Figure 1.

Tools for compartmentalized systems. A) Campenot chamber (re-drawn from Zweifel et al. (Zweifel et al., 2005) and Millet and Gillette (Millet and Gillette, 2012)). Scratches in collagen surface produce channels which direct axonal outgrowth. B) Compartmentalized device made from PDMS (re-drawn from Taylor et al. (Taylor et al., 2005)). Microchannels (3 μm tall, 10 μm wide) connect two opposing chambers. C) Axon diodes drive axonal outgrowth primarily in one direction.
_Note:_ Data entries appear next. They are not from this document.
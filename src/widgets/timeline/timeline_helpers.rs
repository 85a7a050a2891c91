//! Timeline UI helpers: connector geometry, gradients and marker drawing.
use eframe::egui::{Color32, Mesh, Painter, Pos2, Rect, Shape, Stroke, pos2, vec2};

use super::TimelineConfig;
use crate::core::FillState;

pub(super) const NEUTRAL_200: Color32 = Color32::from_rgb(229, 229, 229);
pub(super) const NEUTRAL_300: Color32 = Color32::from_rgb(212, 212, 212);
pub(super) const BLUE_500: Color32 = Color32::from_rgb(59, 130, 246);
pub(super) const PURPLE_500: Color32 = Color32::from_rgb(168, 85, 247);

/// Track gradient, top (0) to bottom (1).
pub(super) const TRACK_STOPS: [(f32, Color32); 3] = [
    (0.0, Color32::TRANSPARENT),
    (0.5, NEUTRAL_200),
    (0.99, Color32::TRANSPARENT),
];

/// Fill gradient, transparent at its leading edge, purple at the bottom.
pub(super) const FILL_STOPS: [(f32, Color32); 3] = [
    (0.0, Color32::TRANSPARENT),
    (0.9, BLUE_500),
    (1.0, PURPLE_500),
];

/// Alpha mask over the whole track; fades both ends of the connector.
pub(super) const TRACK_MASK: [(f32, f32); 4] = [(0.0, 0.0), (0.1, 1.0), (0.9, 1.0), (1.0, 0.0)];

/// Sample a piecewise-linear color gradient at `t`.
pub(super) fn sample_gradient(stops: &[(f32, Color32)], t: f32) -> Color32 {
    let (Some(first), Some(last)) = (stops.first(), stops.last()) else {
        return Color32::TRANSPARENT;
    };
    if t <= first.0 {
        return first.1;
    }
    if t >= last.0 {
        return last.1;
    }
    for pair in stops.windows(2) {
        let (a, b) = (pair[0], pair[1]);
        if t <= b.0 {
            let span = b.0 - a.0;
            let k = if span > f32::EPSILON { (t - a.0) / span } else { 1.0 };
            return a.1.lerp_to_gamma(b.1, k);
        }
    }
    last.1
}

/// Sample a piecewise-linear scalar curve at `t`.
pub(super) fn sample_curve(stops: &[(f32, f32)], t: f32) -> f32 {
    let (Some(first), Some(last)) = (stops.first(), stops.last()) else {
        return 1.0;
    };
    if t <= first.0 {
        return first.1;
    }
    if t >= last.0 {
        return last.1;
    }
    for pair in stops.windows(2) {
        let (a, b) = (pair[0], pair[1]);
        if t <= b.0 {
            let span = b.0 - a.0;
            let k = if span > f32::EPSILON { (t - a.0) / span } else { 1.0 };
            return a.1 + (b.1 - a.1) * k;
        }
    }
    last.1
}

/// Vertical gradient strip over `rect`, masked by `TRACK_MASK` laid over
/// `mask_rect`, then faded by `opacity`.
pub(super) fn gradient_mesh(
    rect: Rect,
    mask_rect: Rect,
    stops: &[(f32, Color32)],
    opacity: f32,
) -> Mesh {
    let mut mesh = Mesh::default();
    if rect.height() <= 0.0 || rect.width() <= 0.0 {
        return mesh;
    }

    // Vertices at every gradient or mask stop that falls inside the strip
    let mut ys: Vec<f32> = stops
        .iter()
        .map(|(t, _)| rect.top() + t * rect.height())
        .chain(TRACK_MASK.iter().map(|(t, _)| mask_rect.top() + t * mask_rect.height()))
        .chain([rect.top(), rect.bottom()])
        .filter(|y| *y >= rect.top() && *y <= rect.bottom())
        .collect();
    ys.sort_by(|a, b| a.total_cmp(b));
    ys.dedup_by(|a, b| (*a - *b).abs() < 0.01);

    let opacity = opacity.clamp(0.0, 1.0);
    for (i, y) in ys.iter().enumerate() {
        let local = (y - rect.top()) / rect.height();
        let mask = if mask_rect.height() > 0.0 {
            sample_curve(&TRACK_MASK, (y - mask_rect.top()) / mask_rect.height())
        } else {
            1.0
        };
        let color = sample_gradient(stops, local).gamma_multiply(mask * opacity);

        mesh.colored_vertex(pos2(rect.left(), *y), color);
        mesh.colored_vertex(pos2(rect.right(), *y), color);
        if i > 0 {
            let b = (i * 2) as u32;
            mesh.add_triangle(b - 2, b - 1, b);
            mesh.add_triangle(b - 1, b, b + 1);
        }
    }
    mesh
}

/// Track rect for a list starting at `top`, connector centered on `x`.
pub(super) fn track_rect(x: f32, top: f32, total_height: f32, config: &TimelineConfig) -> Rect {
    let half = config.line_width.max(0.0) / 2.0;
    Rect::from_min_max(pos2(x - half, top), pos2(x + half, top + total_height.max(0.0)))
}

/// Shapes for the connector track and its animated fill.
///
/// Empty when nothing has been measured; the fill is skipped while fully
/// transparent.
pub(super) fn connector_shapes(track: Rect, fill: FillState) -> Vec<Shape> {
    if track.height() <= 0.0 {
        return Vec::new();
    }

    let mut shapes = vec![Shape::mesh(gradient_mesh(track, track, &TRACK_STOPS, 1.0))];

    let fill_height = fill.height.clamp(0.0, track.height());
    if fill_height > 0.0 && fill.opacity > 0.0 {
        let fill_rect = Rect::from_min_size(track.min, vec2(track.width(), fill_height));
        shapes.push(Shape::mesh(gradient_mesh(fill_rect, track, &FILL_STOPS, fill.opacity)));
    }
    shapes
}

/// Step marker: a ring in the panel color that cuts the track, with a dot.
pub(super) fn draw_marker(painter: &Painter, center: Pos2, radius: f32, background: Color32) {
    painter.circle_filled(center, radius, background);
    painter.circle(center, radius * 0.5, NEUTRAL_200, Stroke::new(1.0, NEUTRAL_300));
}
//! Scroll-linked timeline - UI rendering
//!
//! Each step is displayed as a row showing:
//! - A sticky title with a marker dot on the connector
//! - The step's content region, painted by the host
//!
//! One connector track spans the measured list height; its fill grows with
//! scroll progress and fades in over the first part of it.
//!
//! The viewport is the clip rect of the enclosing `ScrollArea`; progress is
//! derived from where the list sits inside it, so no scroll offsets need to be
//! threaded through. Painting order: connector (reserved slot), then rows with
//! their titles, so markers and titles sit above the line.

use super::timeline_helpers::{connector_shapes, draw_marker, track_rect};
use super::{LayoutMeasurement, Step, TimelineConfig, TimelineState, sticky_title_y};
use crate::core::{FillState, ScrollGeometry};
use eframe::egui::{self, Align, FontId, Layout, Rect, Sense, Shape, Ui, UiBuilder, Vec2, pos2, vec2};

/// What the timeline reports back to the host after a frame.
pub struct TimelineResponse {
    pub response: egui::Response,
    pub progress: f32,
    pub fill: FillState,
    pub active_step: Option<usize>,
}

/// Render `steps` as a vertical timeline.
///
/// Call inside a vertical `ScrollArea`. `state` must be kept by the caller
/// between frames; one state per timeline.
pub fn render_timeline(
    ui: &mut Ui,
    steps: &[Step],
    state: &mut TimelineState,
    config: &TimelineConfig,
) -> TimelineResponse {
    let viewport = ui.clip_rect();
    let width = ui.available_width().min(config.max_width).max(0.0);
    let item_spacing = ui.spacing().item_spacing;

    let inner = ui.scope(|ui| {
        ui.spacing_mut().item_spacing = Vec2::ZERO;
        ui.set_width(width);

        let list_top = ui.cursor().top();
        let left = ui.max_rect().left() + config.horizontal_padding;
        let right = (ui.max_rect().left() + width - config.horizontal_padding).max(left);

        let connector_slot = ui.painter().add(Shape::Noop);
        let mut step_offsets = Vec::with_capacity(steps.len());

        for (idx, step) in steps.iter().enumerate() {
            ui.add_space(config.step_spacing);
            let row_top = ui.cursor().top();
            step_offsets.push(row_top - list_top);

            let title = ui.painter().layout(
                step.title.clone(),
                FontId::proportional(config.title_size),
                ui.visuals().strong_text_color(),
                (config.title_width - config.title_indent).max(1.0),
            );

            let content_left = (left + config.title_width + config.column_gap).min(right);
            let content_rect = Rect::from_min_size(
                pos2(content_left, row_top),
                vec2(right - content_left, f32::INFINITY),
            );
            let mut content_ui = ui.new_child(
                UiBuilder::new()
                    .max_rect(content_rect)
                    .layout(Layout::top_down(Align::Min))
                    .id_salt(("timeline_step", idx)),
            );
            content_ui.spacing_mut().item_spacing = item_spacing;
            step.content.ui(&mut content_ui);

            let row_bottom = content_ui.min_rect().bottom().max(row_top + title.size().y);
            let row_rect = Rect::from_min_max(pos2(left, row_top), pos2(right, row_bottom));
            ui.allocate_rect(row_rect, Sense::hover());

            // Sticky title: follows the pin line while its row passes under it
            let title_y = sticky_title_y(
                row_rect.top(),
                row_rect.bottom(),
                title.size().y,
                viewport.top() + config.sticky_top,
            );
            let marker = pos2(left + config.line_x, title_y + title.size().y / 2.0);
            draw_marker(ui.painter(), marker, config.marker_radius, ui.visuals().panel_fill);
            let text_color = ui.visuals().strong_text_color();
            ui.painter()
                .galley(pos2(left + config.title_indent, title_y), title, text_color);
        }

        // Empty list renders an empty container
        if !steps.is_empty() {
            ui.add_space(config.bottom_padding);
        }
        let list_bottom = ui.cursor().top();

        if state.needs_measure(width, config) {
            state.mount(LayoutMeasurement {
                total_height: list_bottom - list_top,
                width,
                step_offsets,
            });
        }

        let total_height = state.total_height();
        let geometry = ScrollGeometry {
            scroll_y: 0.0,
            container_top: list_top - viewport.top(),
            container_height: total_height,
            viewport_height: viewport.height(),
        };
        let fill = state.on_scroll(geometry, config);

        let track = track_rect(left + config.line_x, list_top, total_height, config);
        ui.painter().set(connector_slot, Shape::Vec(connector_shapes(track, fill)));

        fill
    });

    TimelineResponse {
        response: inner.response,
        progress: state.progress(),
        fill: inner.inner,
        active_step: state.active_step(config),
    }
}

#[cfg(test)]
mod tests {
    use super::*;

    fn demo_steps(n: usize) -> Vec<Step> {
        (0..n)
            .map(|i| {
                Step::new(format!("Step {}", i), move |ui: &mut Ui| {
                    for line in 0..(i + 1) * 3 {
                        ui.label(format!("line {}", line));
                    }
                })
            })
            .collect()
    }

    fn run_frame(
        ctx: &egui::Context,
        steps: &[Step],
        state: &mut TimelineState,
        config: &TimelineConfig,
        size: Vec2,
    ) -> (f32, FillState) {
        let input = egui::RawInput {
            screen_rect: Some(Rect::from_min_size(pos2(0.0, 0.0), size)),
            ..Default::default()
        };
        let mut out = (0.0, FillState::default());
        let _ = ctx.run(input, |ctx| {
            egui::CentralPanel::default().show(ctx, |ui| {
                egui::ScrollArea::vertical().show(ui, |ui| {
                    let response = render_timeline(ui, steps, state, config);
                    out = (response.progress, response.fill);
                });
            });
        });
        out
    }

    #[test]
    fn test_first_frame_measures_list() {
        let ctx = egui::Context::default();
        let config = TimelineConfig::default();
        let steps = demo_steps(4);
        let mut state = TimelineState::new();

        run_frame(&ctx, &steps, &mut state, &config, vec2(1280.0, 800.0));

        let m = state.measurement().expect("measured after first frame");
        assert_eq!(m.step_offsets.len(), 4);
        assert!(m.total_height >= 4.0 * config.step_spacing + config.bottom_padding);
        assert!(m.step_offsets.windows(2).all(|w| w[1] > w[0]));
        assert_eq!(m.step_offsets[0], config.step_spacing);
    }

    #[test]
    fn test_empty_steps_measure_zero() {
        let ctx = egui::Context::default();
        let config = TimelineConfig::default();
        let mut state = TimelineState::new();

        let (_, fill) = run_frame(&ctx, &[], &mut state, &config, vec2(1280.0, 800.0));

        assert!(state.is_mounted());
        assert_eq!(state.total_height(), 0.0);
        assert_eq!(fill.height, 0.0);
    }

    #[test]
    fn test_measurement_is_kept_between_frames() {
        let ctx = egui::Context::default();
        let config = TimelineConfig::default();
        let steps = demo_steps(4);
        let mut state = TimelineState::new();

        run_frame(&ctx, &steps, &mut state, &config, vec2(1280.0, 800.0));
        let first = state.total_height();
        let (_, a) = run_frame(&ctx, &steps, &mut state, &config, vec2(1280.0, 800.0));
        let (_, b) = run_frame(&ctx, &steps, &mut state, &config, vec2(1280.0, 800.0));

        assert_eq!(state.total_height(), first);
        assert_eq!(a, b);
    }

    #[test]
    fn test_fill_stays_within_measured_height() {
        let ctx = egui::Context::default();
        let config = TimelineConfig::default();
        let steps = demo_steps(4);
        let mut state = TimelineState::new();

        // Short viewport: list is already past the start offset at rest
        for _ in 0..3 {
            let (progress, fill) = run_frame(&ctx, &steps, &mut state, &config, vec2(1280.0, 200.0));
            assert!((0.0..=1.0).contains(&progress));
            assert!(fill.height <= state.total_height());
            assert!((0.0..=1.0).contains(&fill.opacity));
        }
    }
}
Wider channels (15 μm) provide greater opportunity for neurites to enter whereas thinner channels (3 μm) limit neurite entry. (Reproduced from Peyrin et al. (Peyrin et al., 2011) with slight modifications with permission.) D) Incorporation of optogenetics and calcium imaging in a culture system, coupled with axon diodes. Calcium imaging bursts in response to light seen in both compartments only when Channelrhodopsin-2-transduced neurons were stimulated. (Reproduced with permission under CCBY4.0(https://creativecommons.org/licenses/by/4.0/legalcode) from Renault et al. (Renault et al., 2015)with slight modifications.) E) “Return-to-sender” approach provides directionality between compartments. Axons entering from the “receiver” side encounter bifurcations (arches) which return them back to their original chamber. Axons from the “sender” side do not encounter bifurcations and pass through to the “receiver” side (Reproduced from Renault et al. (Renault et al., 2016) with permission.)